Meg Remy understands human struggle. On Heavy Light, the newest U.S. Girls record, she sings a catalog of challenges she’s faced. Tracks like “Born to Lose” (“And I don’t understand things that I’m supposed to do / the postings on the page seem meaningless”) and “Denise, Don’t Wait” (“I don’t think I can make it / another 24 hours from now / I’ll be gone just like some melting snow”) speak to both the depth and gravity of depression taking hold. Others, like “And Yet it Moves” (“Anyone can see the word is stuck / stuck between a flower and a bottle”) and “4 American Dollars” (“No matter how much you get to have / you will still die”), speak more broadly to the toxicity of systemic class challenges. Remy weaves these experiences together with threads of childhood memories, each vocal skit asking about a different facet of these interviewees’ youth. It’s a rich integration, demanding the listener juxtapose the anxieties v. stabilities of juvenescence with those of adulthood, and one that signals her broader thematic concerns.

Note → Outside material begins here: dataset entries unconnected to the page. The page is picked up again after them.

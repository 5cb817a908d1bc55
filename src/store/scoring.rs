//! Retrieval scoring: cosine similarity, keyword-overlap fallback, and
//! recency decay (§4.C).

use std::collections::HashSet;

/// Cosine similarity in `[-1.0, 1.0]`, or `0.0` for mismatched/zero-norm
/// vectors.
#[must_use]
pub fn cosine_similarity(a: &[f32], b: &[f32]) -> f32 {
    if a.is_empty() || b.is_empty() || a.len() != b.len() {
        return 0.0;
    }

    let dot: f32 = a.iter().zip(b.iter()).map(|(x, y)| x * y).sum();
    let norm_a: f32 = a.iter().map(|x| x * x).sum::<f32>().sqrt();
    let norm_b: f32 = b.iter().map(|x| x * x).sum::<f32>().sqrt();

    if norm_a == 0.0 || norm_b == 0.0 {
        return 0.0;
    }

    (dot / (norm_a * norm_b)).clamp(-1.0, 1.0)
}

/// Jaccard similarity between the lowercased token sets of two strings.
///
/// Substitutes for cosine similarity when the embedder is degraded (§4.H
/// failure semantics); trust and recency terms are unchanged.
#[must_use]
pub fn token_jaccard_similarity(a: &str, b: &str) -> f32 {
    let tokens_a: HashSet<&str> = a.split_whitespace().collect();
    let tokens_b: HashSet<&str> = b.split_whitespace().collect();

    if tokens_a.is_empty() && tokens_b.is_empty() {
        return 0.0;
    }

    let intersection = tokens_a.intersection(&tokens_b).count();
    let union = tokens_a.union(&tokens_b).count();

    if union == 0 {
        0.0
    } else {
        #[allow(clippy::cast_precision_loss)]
        let ratio = intersection as f32 / union as f32;
        ratio
    }
}

/// Exponential recency decay: `exp(-age_seconds / half_life_seconds)`.
///
/// A pure, deterministic function of elapsed time so retrieval ranking has
/// no hidden dependence on insertion order.
#[must_use]
pub fn recency_decay(age_seconds: f64, half_life_seconds: f64) -> f32 {
    if half_life_seconds <= 0.0 {
        return 0.0;
    }
    #[allow(clippy::cast_possible_truncation)]
    let decay = (-age_seconds / half_life_seconds).exp() as f32;
    decay.clamp(0.0, 1.0)
}

/// Composite retrieval score: `alpha * similarity + beta * trust + gamma * recency`.
#[must_use]
pub fn composite_score(similarity: f32, trust: f32, recency: f32, alpha: f32, beta: f32, gamma: f32) -> f32 {
    alpha * similarity + beta * trust + gamma * recency
}

#[cfg(test)]
mod tests {
    use super::*;

    #[test]
    fn cosine_identical_vectors_is_one() {
        let v = vec![0.3, 0.4, 0.5];
        assert!((cosine_similarity(&v, &v) - 1.0).abs() < 1e-5);
    }

    #[test]
    fn cosine_orthogonal_vectors_is_zero() {
        assert!((cosine_similarity(&[1.0, 0.0], &[0.0, 1.0])).abs() < 1e-5);
    }

    #[test]
    fn cosine_mismatched_dims_is_zero() {
        assert_eq!(cosine_similarity(&[1.0, 0.0], &[1.0, 0.0, 0.0]), 0.0);
    }

    #[test]
    fn jaccard_identical_sentences_is_one() {
        let sim = token_jaccard_similarity("i work at acme", "i work at acme");
        assert!((sim - 1.0).abs() < 1e-5);
    }

    #[test]
    fn jaccard_disjoint_sentences_is_zero() {
        assert_eq!(token_jaccard_similarity("hello world", "goodbye moon"), 0.0);
    }

    #[test]
    fn recency_decay_at_zero_age_is_one() {
        assert!((recency_decay(0.0, 86_400.0) - 1.0).abs() < 1e-5);
    }

    #[test]
    fn recency_decay_shrinks_with_age() {
        let recent = recency_decay(60.0, 86_400.0);
        let old = recency_decay(86_400.0 * 30.0, 86_400.0);
        assert!(recent > old);
    }

    mod property_tests {
        use super::*;
        use proptest::prelude::*;

        proptest! {
            /// Cosine similarity never leaves [-1.0, 1.0] regardless of
            /// vector magnitude (P8's scoring terms must stay bounded for
            /// ranking to be a stable function of (cosine, trust, recency)).
            #[test]
            fn prop_cosine_similarity_is_bounded(
                a in prop::collection::vec(-1000.0f32..1000.0f32, 4),
                b in prop::collection::vec(-1000.0f32..1000.0f32, 4),
            ) {
                let sim = cosine_similarity(&a, &b);
                prop_assert!((-1.0..=1.0).contains(&sim));
            }

            /// Recency decay never leaves [0.0, 1.0].
            #[test]
            fn prop_recency_decay_is_bounded(
                age in 0.0f64..1_000_000_000.0f64,
                half_life in 1.0f64..1_000_000.0f64,
            ) {
                let decay = recency_decay(age, half_life);
                prop_assert!((0.0..=1.0).contains(&decay));
            }

            /// composite_score is a pure function of its scalar inputs: same
            /// arguments always produce the same score, so retrieval ranking
            /// never depends on insertion order (P8).
            #[test]
            fn prop_composite_score_is_deterministic(
                similarity in -1.0f32..1.0f32,
                trust in 0.0f32..1.0f32,
                recency in 0.0f32..1.0f32,
                alpha in 0.0f32..1.0f32,
                beta in 0.0f32..1.0f32,
                gamma in 0.0f32..1.0f32,
            ) {
                let first = composite_score(similarity, trust, recency, alpha, beta, gamma);
                let second = composite_score(similarity, trust, recency, alpha, beta, gamma);
                prop_assert_eq!(first, second);
            }
        }
    }
}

As much as 2018’s In a Poem Unlimited felt like a clear maturation of the artist’s previous work, Heavy Light demonstrates yet further evolution, a move toward something more collective, connecting the deeply personal to a massive shared experience. At some point, she’s singing not about just her traumas but those shared and bore in an incredibly cruel world. That this album came out a week before lockdowns began across the world situates Remy’s lyrical content as something almost prophetic. “And Yet It Moves” is a reference to the words that Galileo supposedly whispered as he was forced by his government to state that the earth stayed still, a notion of quiet revolution that particularly registers in the current climate of untruth, whether perpetuated by individuals or an institution. All of these admittedly bleak concepts are carried by a series of fresh pop beats that emulate the genre’s sonic textures from the 60s and 70s, Remy’s own bit of resistance and a bubblegum-tinged reminder that even the acknowledgment of tough truth can breed hope. To that point, and despite the finality that the album exudes when speaking of death and the universe exploding, it lands on something less definitive – an insistence that we can change our outcome if we attempt to change our course. As for the Meg Remy, after over a decade of touring and recording, Heavy Light suggests her course is still just getting started.
Published as part of Ledger Line | Q2 2020 Issue – Part 1.